I haven’t talked about it as I wasn’t ready to accept that I had it but now I am.
I have Lupus and it feels good to say it. Why? Imagine living with something for 15 years but never knowing about it, but knowing there is something just not right.
At 15, I got diagnosed with Chronic Fatigue Syndrome, yes, M.E, yuppie flu- I knew myself it had to be more but clinically nothing else was showing up on blood tests except for some inflammation, raised crp and liver enzymes were up the left.
Gradually over the next few years, as my body started to change and I entered adulthood, I began to get even more fatigued, swollen joints, and a general feeling of malaise and pain.
Of course, doctors put it down to a flare up with the CFS, and/or growing pains.

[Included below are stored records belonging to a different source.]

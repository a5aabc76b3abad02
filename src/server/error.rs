use axum::{
    extract::rejection::JsonRejection,
    http::StatusCode,
    response::{IntoResponse, Response},
    Json,
};
use rust_decimal::prelude::ToPrimitive;
use rust_decimal::Decimal;
use serde_json::json;
use tracing::error;

use crate::error::Error;

/// An [`Error`] rendered as `{error}` with a status code, plus the caller's
/// balance when it could still be read.
#[derive(Debug)]
pub struct ApiError {
    pub error: Error,
    pub credit_remaining: Option<Decimal>,
}

impl ApiError {
    pub fn with_credit(mut self, credit_remaining: Option<Decimal>) -> Self {
        self.credit_remaining = credit_remaining;
        self
    }

    pub fn status(&self) -> StatusCode {
        match &self.error {
            Error::Validation(_) | Error::Configuration(_) | Error::Json(_) => StatusCode::BAD_REQUEST,
            Error::Auth(_) => StatusCode::UNAUTHORIZED,
            _ => StatusCode::INTERNAL_SERVER_ERROR,
        }
    }
}

impl From<Error> for ApiError {
    fn from(error: Error) -> Self {
        Self {
            error,
            credit_remaining: None,
        }
    }
}

impl From<JsonRejection> for ApiError {
    fn from(rejection: JsonRejection) -> Self {
        Error::validation(rejection.body_text()).into()
    }
}

impl IntoResponse for ApiError {
    fn into_response(self) -> Response {
        let status = self.status();
        let message = match &self.error {
            Error::Auth(msg) | Error::Validation(msg) | Error::Configuration(msg) => msg.clone(),
            other => other.to_string(),
        };

        if status.is_server_error() {
            error!("Request failed: {}", self.error);
        }

        let mut body = json!({ "error": message });
        if let Some(credit) = self.credit_remaining.and_then(|c| c.to_f64()) {
            body["credit_remaining"] = json!(credit);
        }
        (status, Json(body)).into_response()
    }
}
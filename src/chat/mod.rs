pub mod service;
pub mod types;

pub use service::{ChatService, ChatServiceConfig};
pub use types::{Billing, ChatOutcome, ChatReply, ChatSubmission, ReplyStatus, DEFAULT_QUERY_TYPE};
pub mod app;
pub mod auth;
pub mod chat;
pub mod error;
pub mod models;
pub mod server;
pub mod storage;

pub use error::{Error, Result};
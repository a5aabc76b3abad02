use parking_lot::RwLock;
use rust_decimal::Decimal;
use std::collections::HashMap;
use std::sync::Arc;
use std::time::Duration;
use tracing::{debug, info};

use crate::error::Result;
use crate::models::anthropic::AnthropicProvider;
use crate::models::deepseek::DeepSeekProvider;
use crate::models::gemini::GeminiProvider;
use crate::models::grok::GrokProvider;
use crate::models::openai::OpenAIProvider;
use crate::models::provider::ModelProvider;
use crate::models::registry::{ModelConfig, ModelRegistry, ProviderKind};

/// Builds the adapter for one registry entry.
pub trait ProviderFactory: Send + Sync {
    fn build(&self, model_name: &str, config: &ModelConfig) -> Result<Arc<dyn ModelProvider>>;
}

/// Builds HTTP adapters selected by the entry's provider family.
#[derive(Debug, Clone)]
pub struct HttpProviderFactory {
    request_timeout: Duration,
}

impl HttpProviderFactory {
    pub fn new(request_timeout: Duration) -> Self {
        Self { request_timeout }
    }
}

impl ProviderFactory for HttpProviderFactory {
    fn build(&self, _model_name: &str, config: &ModelConfig) -> Result<Arc<dyn ModelProvider>> {
        let config = config.clone();
        let timeout = self.request_timeout;
        let provider: Arc<dyn ModelProvider> = match config.provider_kind()? {
            ProviderKind::OpenAI => Arc::new(OpenAIProvider::new(config, timeout)?),
            ProviderKind::Anthropic => Arc::new(AnthropicProvider::new(config, timeout)?),
            ProviderKind::Google => Arc::new(GeminiProvider::new(config, timeout)?),
            ProviderKind::DeepSeek => Arc::new(DeepSeekProvider::new(config, timeout)?),
            ProviderKind::XAi => Arc::new(GrokProvider::new(config, timeout)?),
        };
        Ok(provider)
    }
}

/// Resolves model names to adapters, constructing each adapter at most once.
pub struct ProviderRouter {
    registry: Arc<ModelRegistry>,
    factory: Arc<dyn ProviderFactory>,
    adapters: RwLock<HashMap<String, Arc<dyn ModelProvider>>>,
}

impl ProviderRouter {
    pub fn new(registry: Arc<ModelRegistry>, request_timeout: Duration) -> Self {
        Self::with_factory(registry, Arc::new(HttpProviderFactory::new(request_timeout)))
    }

    pub fn with_factory(registry: Arc<ModelRegistry>, factory: Arc<dyn ProviderFactory>) -> Self {
        Self {
            registry,
            factory,
            adapters: RwLock::new(HashMap::new()),
        }
    }

    pub fn registry(&self) -> &ModelRegistry {
        &self.registry
    }

    /// Cached adapter for `model_name`. Unknown models and unknown providers fail
    /// without touching the cache.
    pub fn get_adapter(&self, model_name: &str) -> Result<Arc<dyn ModelProvider>> {
        let key = model_name.to_lowercase();
        if let Some(adapter) = self.adapters.read().get(&key) {
            debug!("Reusing cached adapter for model: {}", key);
            return Ok(Arc::clone(adapter));
        }

        let config = self.registry.get_config(&key)?;

        let mut adapters = self.adapters.write();
        if let Some(adapter) = adapters.get(&key) {
            return Ok(Arc::clone(adapter));
        }
        let adapter = self.factory.build(&key, config)?;
        info!(
            "Constructed {} adapter for model {} ({})",
            adapter.provider_label(),
            key,
            config.wire_model_id
        );
        adapters.insert(key, Arc::clone(&adapter));
        Ok(adapter)
    }

    /// Configured cost of one call, without constructing an adapter.
    pub fn get_cost(&self, model_name: &str) -> Result<Decimal> {
        self.registry.get_cost(model_name)
    }

    pub fn cached_adapters(&self) -> usize {
        self.adapters.read().len()
    }
}
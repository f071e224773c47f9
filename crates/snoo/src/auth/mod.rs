//! Authentication primitives.
//!
//! A session is authenticated by exactly two values: the session cookie and
//! the modhash. There is no other signing scheme.

mod credentials;
mod tokens;

pub use credentials::Credentials;
pub use tokens::{Modhash, SESSION_COOKIE_NAME, SessionCookie};
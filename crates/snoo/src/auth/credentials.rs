//! Login credentials type.

use std::fmt;

/// User name and password for [`Session::login`](crate::Session::login).
///
/// # Security
///
/// The password is never exposed in Debug output to prevent accidental logging.
///
/// # Example
///
/// ```
/// use snoo::Credentials;
///
/// let creds = Credentials::new("spez", "hunter2");
/// assert_eq!(creds.user(), "spez");
/// assert!(creds.is_complete());
/// ```
#[derive(Clone)]
pub struct Credentials {
    user: String,
    password: String,
}

impl Credentials {
    /// Create new credentials.
    pub fn new(user: impl Into<String>, password: impl Into<String>) -> Self {
        Self {
            user: user.into(),
            password: password.into(),
        }
    }

    /// Returns the user name.
    pub fn user(&self) -> &str {
        &self.user
    }

    /// Returns `true` when neither field is empty.
    pub fn is_complete(&self) -> bool {
        !self.user.is_empty() && !self.password.is_empty()
    }

    /// Returns the password. Only for building the login form.
    pub(crate) fn password(&self) -> &str {
        &self.password
    }
}

impl fmt::Debug for Credentials {
    fn fmt(&self, f: &mut fmt::Formatter<'_>) -> fmt::Result {
        f.debug_struct("Credentials")
            .field("user", &self.user)
            .field("password", &"[REDACTED]")
            .finish()
    }
}

#[cfg(test)]
mod tests {
    use super::*;

    #[test]
    fn credentials_hide_password_in_debug() {
        let creds = Credentials::new("spez", "secret123");
        let debug = format!("{:?}", creds);
        assert!(debug.contains("spez"));
        assert!(!debug.contains("secret123"));
        assert!(debug.contains("[REDACTED]"));
    }

    #[test]
    fn empty_fields_are_incomplete() {
        assert!(!Credentials::new("spez", "").is_complete());
        assert!(!Credentials::new("", "pw").is_complete());
    }
}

At 19, I lost my sight completely for 6 minutes, after months of testing it was concluded I had Glandular Fever with raised intracranial hypertension. Of course, that was all possible but after months of more testing, doctors suspected more but never gave me any more answers.
Last year, here in Kuwait, I started with a 13 day migraine that slowly led to double vision, blurred vision, floaters and eventually I was bed bound, my stomach was in knots with pains, my head felt like it was going to explode and my whole body ached like I had been kicked over and over.
I decided enough was enough and headed to a neurologist. He concluded ocular migraines. I wasn’t convinced so went for a second opinion. I was given an MRI and MRA, checked for brain tumours, cancer, vasculitis and M.S. The MRI was clear…. I felt like I was going mad.
A few days after the MRI I noticed my balance was completely off, standing to put my shoes on was difficult, I literally couldn’t stand up straight, I was swaying off to one side. Again, I headed back to the doctors and was given betaserc (it helps with balance by working on the vessels in the inner ear). They seemed to work, I definitely felt ‘straighter’ than before.
Not long after I got a tremor in my left hand, it came every now and then but not when I was in a sitting position, only when the actual hand was moving.
I went back to the doctor and had a ton of blood tests done, the doctor asked if I had ever had haemolytic anaemia, I said yes? A few years ago, why?
He said he thought he knew what it was, Lupus. I needed to get at least 4 out of 11 to be diagnosed. I already had 6 but he wanted more proof.
Almost as if God was listening, he helped out. Next morning I noticed my cheeks and nose were red, I looked sunburnt, my skin felt rough, it wasn’t terribly noticeable to others but to me it was. It stayed, it didn’t go and it got worse when I showered. I headed out to get some lighter makeup. (Thank you MAC!)
When I was out, I noticed my left foot was completely numb. This has all gone on just far too long, I thought.
I headed back to the doctors, sat down and he said, ‘you have SLE’. I was happy, I almost cried, it took 12 years for an answer but I finally got it. It isn’t curable but it is treatable, el7umdella.